Young teachers often feel that to maintain control in their classrooms, they must project an image of Gandalf the White, but that stance can be, at worst, dangerous and in the very least, disingenuous. What you might gain by momentarily averting exposure, you will lose in the long run by the students’ awareness you lack credibility.
To any teacher suffering from Sheldon Cooper disease, I would like to offer the model of brokenness. Spiritual circles of all stripes are big on boasting in weaknesses for the purposes of humility and godliness, but brokenness in teachers can become a means to forge relationships with students for whom school, education, and intellectualism is a daunting, alienating space.
Several years ago, I had a class of struggling learners. During our time together, I discovered that every student in my classroom was related to someone who was currently serving time in prison, but not one student had any member of their family who had been to college. In this power-vacuum, I stood as The Teacher, the historical symbol of correction and rightness, among students who had very little interest or investment in symbols or power, or any of that noise. How would it have profited me to establish correctness and control as the bridge over which they had to walk to be successful in my classroom? When I laid out my own difficulties with writing, all of them perked up. I attempted to use my own humanity as a way to forge a relationship of mutual struggle with them. In the words of teacher Nanci Atwell, when I took the top of my head off and showed them the back-tracks, failures, foibles, and misunderstandings, they were more willing to buy in to the class, and I was in a better position to help them become successful readers and writers.

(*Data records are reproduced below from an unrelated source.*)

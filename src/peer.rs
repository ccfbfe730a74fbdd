//! The peer dispatch engine (spec.md §4.3).
//!
//! Both "client" and "server" roles are the same [`Peer`] type — spec.md §9
//! insists the core stay symmetric. A peer correlates outbound requests
//! with inbound responses via an identifier→oneshot map (the stronger of
//! the two strategies spec.md §4.3 names, the one `mcp_client.rs`'s
//! `McpClient` uses), and dispatches inbound requests/notifications to
//! handlers registered by method name.

use std::collections::HashMap;
use std::sync::atomic::AtomicBool;
use std::sync::atomic::AtomicI64;
use std::sync::atomic::Ordering;
use std::sync::Arc;
use std::sync::Mutex as StdMutex;
use std::sync::RwLock;

use futures::future::BoxFuture;
use serde_json::Value;
use tokio::sync::oneshot;
use tokio_util::sync::CancellationToken;
use tracing::debug;
use tracing::warn;

use crate::error::McpError;
use crate::router::Router;
use crate::router::RouterReceivers;
use crate::transport::Cancellation;
use crate::transport::DoneSignal;
use crate::transport::Transport;
use crate::types::jsonrpc::JsonRpcError;
use crate::types::jsonrpc::JsonRpcErrorObject;
use crate::types::jsonrpc::JsonRpcNotification;
use crate::types::jsonrpc::JsonRpcRequest;
use crate::types::jsonrpc::JsonRpcResponse;
use crate::types::jsonrpc::Message;
use crate::types::RequestId;

pub type RequestHandler =
    Arc<dyn Fn(Cancellation, Option<Value>) -> BoxFuture<'static, Result<Value, JsonRpcErrorObject>> + Send + Sync>;
pub type NotificationHandler =
    Arc<dyn Fn(Cancellation, Option<Value>) -> BoxFuture<'static, ()> + Send + Sync>;

type PendingMap = StdMutex<HashMap<i64, oneshot::Sender<Result<Value, JsonRpcErrorObject>>>>;

/// A JSON-RPC peer: message framing, request/response correlation,
/// method-name dispatch, and start/close lifecycle (spec.md §4.3).
pub struct Peer {
    transport: Arc<dyn Transport>,
    id_counter: AtomicI64,
    request_handlers: RwLock<HashMap<String, RequestHandler>>,
    notification_handlers: RwLock<HashMap<String, NotificationHandler>>,
    pending: PendingMap,
    started: AtomicBool,
    closed: DoneSignal,
    root_cancellation: CancellationToken,
}

impl Peer {
    pub fn new(transport: Arc<dyn Transport>) -> Arc<Self> {
        let peer = Arc::new(Peer {
            transport,
            id_counter: AtomicI64::new(1),
            request_handlers: RwLock::new(HashMap::new()),
            notification_handlers: RwLock::new(HashMap::new()),
            pending: StdMutex::new(HashMap::new()),
            started: AtomicBool::new(false),
            closed: DoneSignal::new(),
            root_cancellation: CancellationToken::new(),
        });
        peer.on_request("ping", |_ctx, _params| async move {
            Ok(serde_json::json!({ "status": "ok" }))
        });
        peer
    }

    /// Register a request handler. May be called before or after `start`
    /// (spec.md §4.3: a shared lock guards the maps).
    pub fn on_request<F, Fut>(&self, method: impl Into<String>, handler: F)
    where
        F: Fn(Cancellation, Option<Value>) -> Fut + Send + Sync + 'static,
        Fut: std::future::Future<Output = Result<Value, JsonRpcErrorObject>> + Send + 'static,
    {
        let handler: RequestHandler = Arc::new(move |ctx, params| Box::pin(handler(ctx, params)));
        self.request_handlers
            .write()
            .expect("lock poisoned")
            .insert(method.into(), handler);
    }

    pub fn on_notification<F, Fut>(&self, method: impl Into<String>, handler: F)
    where
        F: Fn(Cancellation, Option<Value>) -> Fut + Send + Sync + 'static,
        Fut: std::future::Future<Output = ()> + Send + 'static,
    {
        let handler: NotificationHandler = Arc::new(move |ctx, params| Box::pin(handler(ctx, params)));
        self.notification_handlers
            .write()
            .expect("lock poisoned")
            .insert(method.into(), handler);
    }

    /// Idempotent via a once-guard: repeated calls are safe but only the
    /// first has effect (spec.md §4.1, §5).
    pub async fn start(self: &Arc<Self>) -> Result<(), McpError> {
        if self.started.swap(true, Ordering::SeqCst) {
            return Ok(());
        }

        let (router, receivers) = Router::new(self.closed.clone());
        self.transport
            .start(router, self.root_cancellation.clone())
            .await
            .map_err(|e| McpError::Internal(format!("transport start failed: {e}")))?;

        let peer = Arc::clone(self);
        tokio::spawn(async move { peer.dispatch_loop(receivers).await });

        Ok(())
    }

    /// Idempotent: the done signal is closed once; subsequent calls are
    /// no-ops (spec.md §4.1, §5, P4 in §8).
    pub async fn close(&self) {
        if self.closed.is_done() {
            return;
        }
        self.closed.fire();
        self.root_cancellation.cancel();
        self.transport.close().await;
        self.fail_all_pending(McpError::PeerClosed);
    }

    pub fn is_closed(&self) -> bool {
        self.closed.is_done()
    }

    pub fn is_started(&self) -> bool {
        self.started.load(Ordering::SeqCst)
    }

    fn fail_all_pending(&self, err: McpError) {
        let mut pending = self.pending.lock().expect("lock poisoned");
        for (_, tx) in pending.drain() {
            let _ = tx.send(Err(JsonRpcErrorObject::from(&err)));
        }
    }

    async fn dispatch_loop(self: Arc<Self>, mut receivers: RouterReceivers) {
        loop {
            tokio::select! {
                _ = self.closed.wait() => break,
                _ = self.transport.done() => break,
                req = receivers.requests.recv() => {
                    match req {
                        Some(req) => {
                            let peer = Arc::clone(&self);
                            let ctx = self.root_cancellation.child_token();
                            tokio::spawn(async move { peer.handle_request(req, ctx).await });
                        }
                        None => break,
                    }
                }
                notif = receivers.notifications.recv() => {
                    match notif {
                        Some(notif) => {
                            let peer = Arc::clone(&self);
                            let ctx = self.root_cancellation.child_token();
                            tokio::spawn(async move { peer.handle_notification(notif, ctx).await });
                        }
                        None => break,
                    }
                }
                resp = receivers.responses.recv() => {
                    match resp {
                        Some(resp) => self.handle_response(resp),
                        None => break,
                    }
                }
                err = receivers.errors.recv() => {
                    if err.is_none() {
                        break;
                    }
                }
            }
        }
        self.closed.fire();
        self.fail_all_pending(McpError::PeerClosed);
    }

    /// Implements the dispatch-loop steps from spec.md §4.3 in their
    /// documented order: a missing params payload is answered with
    /// `InvalidParams` before the method-name lookup even happens.
    async fn handle_request(self: Arc<Self>, req: JsonRpcRequest, ctx: Cancellation) {
        if req.params.is_none() {
            self.reply_error(req.id, McpError::InvalidParams(req.method).into())
                .await;
            return;
        }

        let handler = self
            .request_handlers
            .read()
            .expect("lock poisoned")
            .get(&req.method)
            .cloned();

        let Some(handler) = handler else {
            self.reply_error(req.id, McpError::MethodNotFound(req.method).into())
                .await;
            return;
        };

        match handler(ctx, req.params).await {
            Ok(result) => self.reply_result(req.id, result).await,
            Err(err) => self.reply_error(req.id, err).await,
        }
    }

    async fn handle_notification(self: Arc<Self>, notif: JsonRpcNotification, ctx: Cancellation) {
        let handler = self
            .notification_handlers
            .read()
            .expect("lock poisoned")
            .get(&notif.method)
            .cloned();

        match handler {
            Some(handler) => {
                if notif.params.is_none() {
                    debug!(method = %notif.method, "dropping notification with absent params");
                    return;
                }
                handler(ctx, notif.params).await;
            }
            None => warn!(method = %notif.method, "no handler registered for notification"),
        }
    }

    fn handle_response(&self, resp: Result<JsonRpcResponse, JsonRpcError>) {
        let id = match &resp {
            Ok(r) => &r.id,
            Err(e) => &e.id,
        };
        let RequestId::Integer(key) = id else {
            warn!(%id, "response with non-integer id — this peer only generates integer ids");
            return;
        };

        let tx = self.pending.lock().expect("lock poisoned").remove(key);
        match tx {
            Some(tx) => {
                let _ = tx.send(match resp {
                    Ok(r) => Ok(r.result),
                    Err(e) => Err(e.error),
                });
            }
            None => warn!(id = %key, "no pending request found for response"),
        }
    }

    async fn reply_result(&self, id: RequestId, result: Value) {
        let message = Message::Response(Ok(JsonRpcResponse { id, result }));
        if let Err(e) = self.transport.send(message).await {
            warn!(error = %e, "failed to send response");
        }
    }

    async fn reply_error(&self, id: RequestId, error: JsonRpcErrorObject) {
        let message = Message::Response(Err(JsonRpcError { id, error }));
        if let Err(e) = self.transport.send(message).await {
            warn!(error = %e, "failed to send error response");
        }
    }

    /// Send a request and await its matching response (spec.md §4.3).
    /// Terminates on whichever comes first: a matching response, the
    /// transport's done signal (`PeerClosed`), or `cancellation` firing
    /// (`Cancelled`).
    pub async fn send_request(
        &self,
        method: impl Into<String>,
        params: Value,
        cancellation: Cancellation,
    ) -> Result<Value, McpError> {
        if self.closed.is_done() {
            return Err(McpError::PeerClosed);
        }

        let id = self.id_counter.fetch_add(1, Ordering::SeqCst);
        let (tx, rx) = oneshot::channel();
        self.pending.lock().expect("lock poisoned").insert(id, tx);

        let message = Message::Request(JsonRpcRequest {
            id: RequestId::Integer(id),
            method: method.into(),
            params: Some(params),
        });

        if let Err(e) = self.transport.send(message).await {
            self.pending.lock().expect("lock poisoned").remove(&id);
            return Err(McpError::Internal(format!("send failed: {e}")));
        }

        tokio::select! {
            result = rx => {
                match result {
                    Ok(Ok(value)) => Ok(value),
                    Ok(Err(err)) => Err(McpError::from_wire(err.code, err.message)),
                    Err(_) => Err(McpError::PeerClosed),
                }
            }
            _ = self.closed.wait() => {
                self.pending.lock().expect("lock poisoned").remove(&id);
                Err(McpError::PeerClosed)
            }
            _ = cancellation.cancelled() => {
                self.pending.lock().expect("lock poisoned").remove(&id);
                Err(McpError::Cancelled)
            }
        }
    }

    /// Send a notification. Fire-and-forget; never produces a response.
    pub async fn send_notification(
        &self,
        method: impl Into<String>,
        params: Value,
    ) -> Result<(), McpError> {
        if self.closed.is_done() {
            return Err(McpError::PeerClosed);
        }
        let message = Message::Notification(JsonRpcNotification {
            method: method.into(),
            params: Some(params),
        });
        self.transport
            .send(message)
            .await
            .map_err(|e| McpError::Internal(format!("send failed: {e}")))
    }

    pub fn child_cancellation(&self) -> Cancellation {
        self.root_cancellation.child_token()
    }

    /// `ping` is the sole request either side may send before `initialize`
    /// completes (spec.md §4.6). Not gated on any capability.
    pub async fn ping(&self, cancellation: Cancellation) -> Result<(), McpError> {
        self.send_request("ping", serde_json::json!({}), cancellation)
            .await?;
        Ok(())
    }
}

I am not a good speller. It used to bother me when I misspelled a word on the board and a student pointed it out and then followed up their discovery with, “And you call yourself an English teacher!” Which I followed up with, "How am I supposed to know how to spell all 1,025,109.8 words in the English language?!" I also have horrible handwriting. Going quasi-paperless last year was a god-send for me because I typed in my comments on student writing in a shared Google doc. But I’ve spent 18-years chicken-scratching in the margins of student papers, and invariably, some kid suggests perhaps I’m not a real teacher since I can barely write a sentence in legible penmanship.
Now, when that happens, I just roll my eyes and say, “I, too, am a mortal,” which generally elicits a chuckle, and we go on our merry way. But the remarks still smart a bit. It doesn't feel good when people point out our weaknesses. Especially when you really have tried to overcome them. I use these moments to reflect on how it must feel when I make corrections in my students' work, and I vow again to deliver instruction with encouragement, awareness, and grace.
There are a couple of benefits to showing students your cracks – wait, …. I mean, showing them your flaws and struggles as a learner. One, it helps them understand that learning never stops. No one knows everything, and there's always something new to learn. The winner in the learning game is the curious. Two, its helps them understand they can question me, challenge me, and that I too am responsible for marshalling evidence and supporting my claims in an argument. Third, it’s good to show vulnerability, so students can feel comfortable admitting their own weaknesses and fears. Fourth, it helps students become more vocal and independent when they don’t have to rely on me as The Oracle to speak from the mountain.
It can be dangerous to elevate yourself to the position of the Great and Powerful Oz in your classroom. However, by admitting you are human, fallible, and sometimes even broken, you make it okay for your students to learn from their own stumbles and troubles and gaffes.